If you're reading this review, well then you have certainly heard about The Optimist. You've heard about its gorgeous dining room and inviting bar(s). You've heard about the masterfully appointed lighting and stylishly tasteful touches. And all of these things are absolutely, in the fullest sense, true - the design team for this restaurant knocked it out of the park. And perhaps you've heard about the food. And that's where I'm taking a stand - if you heard wonderful things about the food at The Optimist, you heard wrong.
If I had to sum my meal up at The Optimist in one, brief phrase, if would be, "Nothing tasted like anything." The dishes overall were devoid of any flavor with the exception of a salty Monkfish entree. I adore the scope of the menu and had a hard time deciding on anything because everything sounded so interesting, refreshing or delicious. The service, I should mention, was flat - not particularly friendly and nobody ever came to check on us after we got our food.
The Optimist has fresh oysters on the regular and I feel like oysters are omissible from any review. The truth is, if you have a fresh product and a good shucker, oysters are going to be good. And they were. We also ordered the $9 cup of gumbo. With ample amounts of seafood (including a crab claw), I suppose they can get away with the price. The broth was nothing special, however, and lacked thickness and depth of flavor. The accompanying "Potluck" garlic bread was absolutely unnecessary and didn't even deserve to be called garlic bread.

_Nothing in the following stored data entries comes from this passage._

//! File discovery under source and third-party folders
//!
//! [`FileScanner`] finds files whose name matches a glob, recursively, and
//! remembers the answer per folder and pattern for the rest of the run. File
//! names are matched case-insensitively (`*.dll` finds `Foo.DLL`), matching
//! the file systems descriptors are written for.
//!
//! ```rust,no_run
//! use slngen_cli::scanner::FileScanner;
//! use std::path::PathBuf;
//!
//! # fn example() -> anyhow::Result<()> {
//! let scanner = FileScanner::new();
//! let descriptors = scanner.scan("*.csproj", &[PathBuf::from("src")])?;
//! println!("found {} descriptors", descriptors.len());
//! # Ok(())
//! # }
//! ```

use anyhow::{Context, Result};
use dashmap::DashMap;
use glob::{MatchOptions, Pattern};
use std::collections::HashSet;
use std::path::{Path, PathBuf};
use std::sync::Arc;
use tracing::{debug, trace};
use walkdir::WalkDir;

use crate::core::SlnError;
use crate::utils::path::{self, path_key};

const MATCH_OPTIONS: MatchOptions = MatchOptions {
    case_sensitive: false,
    require_literal_separator: false,
    require_literal_leading_dot: false,
};

/// Recursive, cached file-name glob search.
#[derive(Debug, Default)]
pub struct FileScanner {
    cache: DashMap<String, Arc<Vec<PathBuf>>>,
}

impl FileScanner {
    #[must_use]
    pub fn new() -> Self {
        Self::default()
    }

    /// Files under every folder in `dirs` whose name matches `pattern`.
    ///
    /// Results keep folder order; each folder's files are sorted. A file
    /// reachable from two folders is listed once.
    pub fn scan(&self, pattern: &str, dirs: &[PathBuf]) -> Result<Vec<PathBuf>> {
        let mut seen = HashSet::new();
        let mut files = Vec::new();
        for dir in dirs {
            for file in self.scan_dir(pattern, dir)?.iter() {
                if seen.insert(path_key(file)) {
                    files.push(file.clone());
                }
            }
        }
        Ok(files)
    }

    /// Files under `dir` whose name matches `pattern`, cached per folder.
    pub fn scan_dir(&self, pattern: &str, dir: &Path) -> Result<Arc<Vec<PathBuf>>> {
        let dir = path::absolutize(dir)?;
        let key = format!("{}|{}", path_key(&dir), pattern.to_lowercase());
        if let Some(cached) = self.cache.get(&key) {
            trace!("Scan cache hit for '{}' in {}", pattern, dir.display());
            return Ok(Arc::clone(cached.value()));
        }

        if !dir.is_dir() {
            return Err(SlnError::FolderNotFound {
                path: dir.display().to_string(),
            }
            .into());
        }

        let matcher = Pattern::new(pattern).with_context(|| format!("Invalid glob pattern: {pattern}"))?;
        debug!("Searching for pattern '{}' in {}", pattern, dir.display());

        let mut files: Vec<PathBuf> = WalkDir::new(&dir)
            .follow_links(false)
            .into_iter()
            .filter_map(std::result::Result::ok)
            .filter(|entry| entry.file_type().is_file())
            .filter(|entry| matcher.matches_with(&entry.file_name().to_string_lossy(), MATCH_OPTIONS))
            .map(walkdir::DirEntry::into_path)
            .collect();
        files.sort();

        debug!("Found {} matches for pattern '{}' in {}", files.len(), pattern, dir.display());
        let files = Arc::new(files);
        self.cache.insert(key, Arc::clone(&files));
        Ok(files)
    }

    /// Number of cached folder scans.
    #[must_use]
    pub fn cached_scans(&self) -> usize {
        self.cache.len()
    }
}

/// Resolve a folder: absolute paths as-is, relative ones against each search root
/// folder in turn, then the current directory.
pub fn locate_folder(folder: &Path, search_roots: &[PathBuf]) -> Result<PathBuf> {
    locate(folder, search_roots, Path::is_dir).ok_or_else(|| {
        SlnError::FolderNotFound {
            path: folder.display().to_string(),
        }
        .into()
    })
}

/// Resolve a file the same way as [`locate_folder`].
pub fn locate_file(file: &Path, search_roots: &[PathBuf]) -> Result<PathBuf> {
    locate(file, search_roots, Path::is_file).ok_or_else(|| {
        SlnError::FileNotFound {
            path: file.display().to_string(),
        }
        .into()
    })
}

fn locate(target: &Path, search_roots: &[PathBuf], exists: fn(&Path) -> bool) -> Option<PathBuf> {
    if target.is_absolute() {
        let normalized = path::normalize(target);
        return exists(&normalized).then_some(normalized);
    }

    search_roots
        .iter()
        .map(|search_root| path::resolve(search_root, target))
        .chain(path::absolutize(target).ok())
        .find(|candidate| exists(candidate))
}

The mains were the real let down of the evening. My monkfish entree, with a tomato broth, pickled fennel and hen of the woods mushrooms was simply not good. The monkfish was cooked appropriately but the accompanying broth tasting like nothing but salt with no tomato flavor. In fact, after a few bites, I couldn't eat any more of it. The pickled fennel kept to itself and didn't compliment the dish in any way while the the hen of the woods mushrooms were kept to a minimum - there was only one in the dish.

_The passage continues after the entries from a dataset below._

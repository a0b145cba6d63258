//! File-system and path helpers shared across the crate
//!
//! - [`fs`] - atomic writes, BOM-prefixed solution output and change-aware copies
//! - [`path`] - descriptor path conversion, lexical normalization and
//!   case-insensitive keys

pub mod fs;
pub mod path;

pub use fs::{atomic_write, copy_if_changed, ensure_dir, read_text_file, safe_write, write_with_bom};
pub use path::{absolutize, from_msbuild, normalize, path_key};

Kins ordered the yellowtail tuna dish which was supposed to feature a charred octopus & potato salad. The yellowtail was cooked properly with a nice sear to the outside. The potato salad was even interesting - fried rather than boiled (think well cooked home fries). However, the charred octopus was much like the mushrooms in my dish - non existent except for one, measly piece. I'm sorry, but when you shell out $26 for a dish, there needs to be more than one bite of the ingredients mentioned on the menu. And like the monkfish entree, this dish didn't really have any flavor. The corn milk hushpuppies fell into the same category of everything else - no flavor. They were also entirely too dense - hushpuppies from a modest fish shack are worlds better.
Nothing at the Optimist was revolting or inedible. The problem was that nothing tasted great or even good. While a modest home cook may not be able to prepare a piece of monkfish to perfection, they could surely impart more memorable (or in this case, existing) flavors. The best bite I had all evening was the complimentary bread - fluffy, buttery and topped with some quality salt, it was a nice bite to kick off what I (at the time) suspected would be a great meal. But alas, it was the only bite I fully enjoyed for the rest of the evening. I began wondering if I had burned my tongue severely on the gumbo because after that, I didn't taste much of anything.
P.S. The valet parking here sucks - they have a huge lot, with tons of empty spaces, yet it took us about 10 minutes to retrieve our car. When will restaurants stop using valet?